INSIGHT: A fear of what might lie ahead

26 November 2007 16:24  [Source: ICIS news]

By Nigel Davis

LONDON (ICIS news)--A disturbing report on the PVC (polyvinyl chloride) business gives a taste of what might yet come in European chemicals.

Producers are finding it hard to push through price increases. Buyers are worried about the global economy and the impact of a possible downturn on construction: some pipe grades just aren’t selling. November prices have been assessed down.

It is not so much that demand is slackening generally, but that buyers are being understandably cautious in a fragile market. The US sub-prime mortgage crisis continues to work its way into the fabric of the global economy. Concern about the weakening US dollar grows daily.

The question now has to be whether business expects to take the shift to $100/bbl-plus oil in its stride.

January Brent futures nudged a new record on Monday. In the European morning it looked as though WTI (West Texas Intermediate) could push past the psychologically important $100/bbl barrier. Naphtha in Europe has hit another high – although there are few buyers at this level.

The robustness of chemicals markets is being tested and the next few months look difficult. Upstream, producer margins have been clearly pressured by higher priced feedstocks. Companies talk about the impact of higher energy and transport costs.

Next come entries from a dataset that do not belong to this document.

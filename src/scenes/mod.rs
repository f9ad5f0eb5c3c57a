//! # Nearest scene resolution
//!
//! Archives are sampled irregularly: a station may hold several images for one day, at
//! arbitrary times, and a platform scene is acquired whenever the orbit passes over.
//! This module picks, for a [`TargetInstant`] (or any [`Epoch`]), the candidate closest
//! in time.
//!
//! ## Rules
//!
//! - The whole candidate list is scanned; no ordering by time is assumed.
//! - Ties keep the **first** candidate in input order.
//! - An empty list fails with [`CloudCorrError::NotFound`].
//! - A winner further than the threshold (default [`LARGE_DELTA_SECONDS`]) is still
//!   returned, and a [`Warning::LargeTimeDelta`] is sent to the resolver's sink so the
//!   match can be audited later.
//!
//! ```rust
//! use cloudcorr::reporting::CollectingSink;
//! use cloudcorr::scenes::{CandidateObservation, NearestSceneResolver};
//! use cloudcorr::time::{ObservationKey, TargetInstant, TimeOfDay};
//! use hifitime::Unit;
//!
//! let sink = CollectingSink::default();
//! let key = ObservationKey::new(2020, 100).unwrap();
//! let target = TargetInstant::at(key, TimeOfDay::new(10, 0).unwrap());
//! let t = target.epoch();
//!
//! let candidates = vec![
//!     CandidateObservation::new(t + Unit::Second * 50_i64, "a"),
//!     CandidateObservation::new(t - Unit::Second * 10_i64, "b"),
//! ];
//!
//! let resolver = NearestSceneResolver::new(&sink);
//! let matched = resolver.resolve(&target, &candidates).unwrap();
//! assert_eq!(matched.chosen.source_handle, "b");
//! assert_eq!(matched.delta_seconds, 10);
//! ```
use std::fmt::Debug;

use hifitime::{Duration, Epoch};

use crate::cloudcorr_errors::CloudCorrError;
use crate::constants::{Seconds, LARGE_DELTA_SECONDS};
use crate::reporting::{Warning, WarningSink};
use crate::time::TargetInstant;

/// One file (or any other opaque handle) found in an archive, with its acquisition time.
#[derive(Debug, Clone, PartialEq)]
pub struct CandidateObservation<H> {
    pub timestamp: Epoch,
    pub source_handle: H,
}

impl<H> CandidateObservation<H> {
    pub fn new(timestamp: Epoch, source_handle: H) -> Self {
        CandidateObservation {
            timestamp,
            source_handle,
        }
    }
}

/// Outcome of a resolution.
///
/// `delta_seconds` is `|chosen.timestamp - target|` truncated to whole seconds, the
/// minimum over every candidate considered.
#[derive(Debug, Clone, PartialEq)]
pub struct MatchResult<'a, H> {
    pub chosen: &'a CandidateObservation<H>,
    pub delta_seconds: Seconds,
    pub target: TargetInstant,
}

/// Running minimum over a scan of candidates.
///
/// The best candidate is only replaced when a strictly smaller delta shows up, which
/// yields first-seen tie-breaking.
#[derive(Debug)]
pub(crate) struct NearestTracker<'a, H> {
    target: Epoch,
    best: Option<(&'a CandidateObservation<H>, Duration)>,
}

impl<'a, H> NearestTracker<'a, H> {
    pub(crate) fn new(target: Epoch) -> Self {
        NearestTracker { target, best: None }
    }

    pub(crate) fn offer(&mut self, candidate: &'a CandidateObservation<H>) {
        let delta = (candidate.timestamp - self.target).abs();
        match self.best {
            Some((_, best_delta)) if delta >= best_delta => {}
            _ => self.best = Some((candidate, delta)),
        }
    }

    pub(crate) fn finish(self) -> Option<(&'a CandidateObservation<H>, Duration)> {
        self.best
    }
}

/// Whole seconds of a duration, truncated.
fn whole_seconds(duration: Duration) -> Seconds {
    duration.to_seconds().trunc() as Seconds
}

/// Picks the candidate nearest in time to a target.
pub struct NearestSceneResolver<'s> {
    sink: &'s dyn WarningSink,
    threshold_seconds: Seconds,
}

impl<'s> NearestSceneResolver<'s> {
    /// Resolver using the default [`LARGE_DELTA_SECONDS`] warning threshold.
    pub fn new(sink: &'s dyn WarningSink) -> Self {
        Self::with_threshold(sink, LARGE_DELTA_SECONDS)
    }

    pub fn with_threshold(sink: &'s dyn WarningSink, threshold_seconds: Seconds) -> Self {
        NearestSceneResolver {
            sink,
            threshold_seconds,
        }
    }

    /// Resolve against the effective instant of `target`.
    ///
    /// Arguments
    /// -----------------
    /// * `target`: requested day and time of day (noon when unset).
    /// * `candidates`: every observation discovered for that day, in archive order.
    ///
    /// Return
    /// ----------
    /// * The nearest candidate, borrowed from `candidates`, and its distance in seconds.
    ///
    /// Errors
    /// ----------
    /// * [`CloudCorrError::NotFound`] when `candidates` is empty.
    pub fn resolve<'a, H: Debug>(
        &self,
        target: &TargetInstant,
        candidates: &'a [CandidateObservation<H>],
    ) -> Result<MatchResult<'a, H>, CloudCorrError> {
        self.resolve_at(target, target.epoch(), candidates)
    }

    /// Resolve against an explicit instant, keeping `target` for the day identity.
    ///
    /// Used when the reference time is known more precisely than the requested one,
    /// e.g. the acquisition time of the matching platform scene.
    pub fn resolve_at<'a, H: Debug>(
        &self,
        target: &TargetInstant,
        instant: Epoch,
        candidates: &'a [CandidateObservation<H>],
    ) -> Result<MatchResult<'a, H>, CloudCorrError> {
        let mut tracker = NearestTracker::new(instant);
        for candidate in candidates {
            tracker.offer(candidate);
        }

        let (chosen, delta) = tracker.finish().ok_or_else(|| CloudCorrError::NotFound {
            key: target.key.to_string(),
            target: instant.to_string(),
        })?;

        let delta_seconds = whole_seconds(delta);
        if delta_seconds > self.threshold_seconds {
            self.sink.warn(Warning::LargeTimeDelta {
                target: instant,
                chosen: chosen.timestamp,
                delta_seconds,
                handle: format!("{:?}", chosen.source_handle),
            });
        }

        Ok(MatchResult {
            chosen,
            delta_seconds,
            target: *target,
        })
    }
}

#[cfg(test)]
mod scenes_test {
    use super::*;
    use hifitime::Unit;
    use crate::reporting::CollectingSink;
    use crate::time::{ObservationKey, TimeOfDay};

    fn target() -> TargetInstant {
        TargetInstant::at(
            ObservationKey::new(2020, 100).unwrap(),
            TimeOfDay::new(10, 30).unwrap(),
        )
    }

    fn offsets(t: Epoch, spec: &[(i64, &'static str)]) -> Vec<CandidateObservation<&'static str>> {
        spec.iter()
            .map(|(s, h)| CandidateObservation::new(t + Unit::Second * *s, *h))
            .collect()
    }

    #[test]
    fn test_picks_global_minimum() {
        let sink = CollectingSink::default();
        let target = target();
        let candidates = offsets(target.epoch(), &[(50, "a"), (-10, "b"), (11, "c")]);

        let res = NearestSceneResolver::new(&sink)
            .resolve(&target, &candidates)
            .unwrap();
        assert_eq!(res.chosen.source_handle, "b");
        assert_eq!(res.delta_seconds, 10);
        assert_eq!(res.target, target);
        assert!(sink.is_empty());
    }

    #[test]
    fn test_tie_keeps_first_seen() {
        let sink = CollectingSink::default();
        let target = target();
        let candidates = offsets(target.epoch(), &[(50, "a"), (-10, "b"), (10, "c")]);
        let res = NearestSceneResolver::new(&sink)
            .resolve(&target, &candidates)
            .unwrap();
        assert_eq!(res.chosen.source_handle, "b");

        let reversed = offsets(target.epoch(), &[(10, "c"), (-10, "b")]);
        let res = NearestSceneResolver::new(&sink)
            .resolve(&target, &reversed)
            .unwrap();
        assert_eq!(res.chosen.source_handle, "c");
    }

    #[test]
    fn test_no_early_exit_on_non_monotonic_input() {
        let sink = CollectingSink::default();
        let target = target();
        let candidates = offsets(
            target.epoch(),
            &[(-3000, "a"), (-2000, "b"), (5000, "c"), (1, "d"), (900, "e")],
        );
        let res = NearestSceneResolver::new(&sink)
            .resolve(&target, &candidates)
            .unwrap();
        assert_eq!(res.chosen.source_handle, "d");
    }

    #[test]
    fn test_empty_candidates() {
        let sink = CollectingSink::default();
        let target = target();
        let candidates: Vec<CandidateObservation<&str>> = vec![];
        let err = NearestSceneResolver::new(&sink)
            .resolve(&target, &candidates)
            .unwrap_err();
        assert!(matches!(err, CloudCorrError::NotFound { ref key, .. } if key == "2020100"));
    }

    #[test]
    fn test_large_delta_warns_but_succeeds() {
        let sink = CollectingSink::default();
        let target = target();
        let candidates = offsets(target.epoch(), &[(7_201, "late"), (-9_000, "early")]);

        let res = NearestSceneResolver::new(&sink)
            .resolve(&target, &candidates)
            .unwrap();
        assert_eq!(res.chosen.source_handle, "late");
        assert_eq!(res.delta_seconds, 7_201);

        let warnings = sink.warnings();
        assert_eq!(warnings.len(), 1);
        match &warnings[0] {
            Warning::LargeTimeDelta {
                target: t,
                chosen,
                delta_seconds,
                handle,
            } => {
                assert_eq!(*t, target.epoch());
                assert_eq!(*chosen, target.epoch() + Unit::Second * 7_201_i64);
                assert_eq!(*delta_seconds, 7_201);
                assert_eq!(handle, "\"late\"");
            }
            other => panic!("unexpected warning {other:?}"),
        }
    }

    #[test]
    fn test_threshold_is_exclusive() {
        let sink = CollectingSink::default();
        let target = target();
        let candidates = offsets(target.epoch(), &[(7_200, "edge")]);
        NearestSceneResolver::new(&sink)
            .resolve(&target, &candidates)
            .unwrap();
        assert!(sink.is_empty());

        NearestSceneResolver::with_threshold(&sink, 60)
            .resolve(&target, &candidates)
            .unwrap();
        assert_eq!(sink.warnings().len(), 1);
    }

    #[test]
    fn test_warning_uses_reported_seconds() {
        let sink = CollectingSink::default();
        let target = target();
        let candidates = vec![CandidateObservation::new(
            target.epoch() + Unit::Millisecond * 7_200_400_i64,
            "edge",
        )];
        let res = NearestSceneResolver::new(&sink)
            .resolve(&target, &candidates)
            .unwrap();
        assert_eq!(res.delta_seconds, 7_200);
        assert!(sink.is_empty());

        let candidates = vec![CandidateObservation::new(
            target.epoch() - Unit::Millisecond * 7_201_900_i64,
            "early",
        )];
        let res = NearestSceneResolver::new(&sink)
            .resolve(&target, &candidates)
            .unwrap();
        assert_eq!(res.delta_seconds, 7_201);
        assert_eq!(sink.warnings().len(), 1);
    }

    #[test]
    fn test_resolve_at_explicit_instant() {
        let sink = CollectingSink::default();
        let target = target();
        let reference = target.epoch() + Unit::Hour * 2_i64;
        let candidates = offsets(target.epoch(), &[(0, "noonish"), (7_000, "later")]);
        let res = NearestSceneResolver::new(&sink)
            .resolve_at(&target, reference, &candidates)
            .unwrap();
        assert_eq!(res.chosen.source_handle, "later");
        assert_eq!(res.delta_seconds, 200);
    }
}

ICIS pricing data show that integrated injection moulding grade high density polyethylene (HDPE) producer margins in Europe were more than €300/tonne lower in November than in August.

Polyethylene prices have not fallen that much but naphtha cost increases have hit hard. The downturn is partly seasonal but margins are now significantly below the six month rolling average.

Producing companies continue to push for price increases. Some may be successful but the point in the chain where the producer hands over pricing advantage to the buyer is shifting.

A turn down in construction-related markets might be expected given the impact of the sub-prime mortgage crisis on new home building. Financial analysts warn, however, the full fall-out has yet to be felt in the wider market.

And remember that the chemicals business tends to react quickly to changes in key end-use markets in the wider economy.

“It is a very nervous time for us at the moment,” one European PVC seller said last week. “We don’t know where the ethylene contract will settle, but it could well be an increase.

"This is all crystal ball gazing, but if so, we may have to try and push for an increase in December. That will be very difficult,” the source added.

Cost pressure is being felt across the board. French chemicals group Rhodia last week took the unusual step of announcing corporation wide price increases of between 5% and 15%. Swiss specialties maker Clariant followed suit on Monday saying it was aiming 5% to 12% higher.

Rhodia probably has more chance of getting what it wants than the Switzerland-based specialties maker. The French group has some momentum behind it. Clariant could only achieve a 1% increase in prices over the first nine months of the year and nowhere near the increases it (something like 30%) wanted from July.

The situation is difficult for all players because it is not just oil-based raw material costs that are rising. Commodities prices are higher. European energy costs are volatile and expected to rise next year as carbon control begins to bite.

The future is not yet bleak for European chemicals but there are reasons why chemicals business confidence, as measured by the European Commission, is down. Executives may not be able to see into the future but they know they have to prepare for what might lie ahead.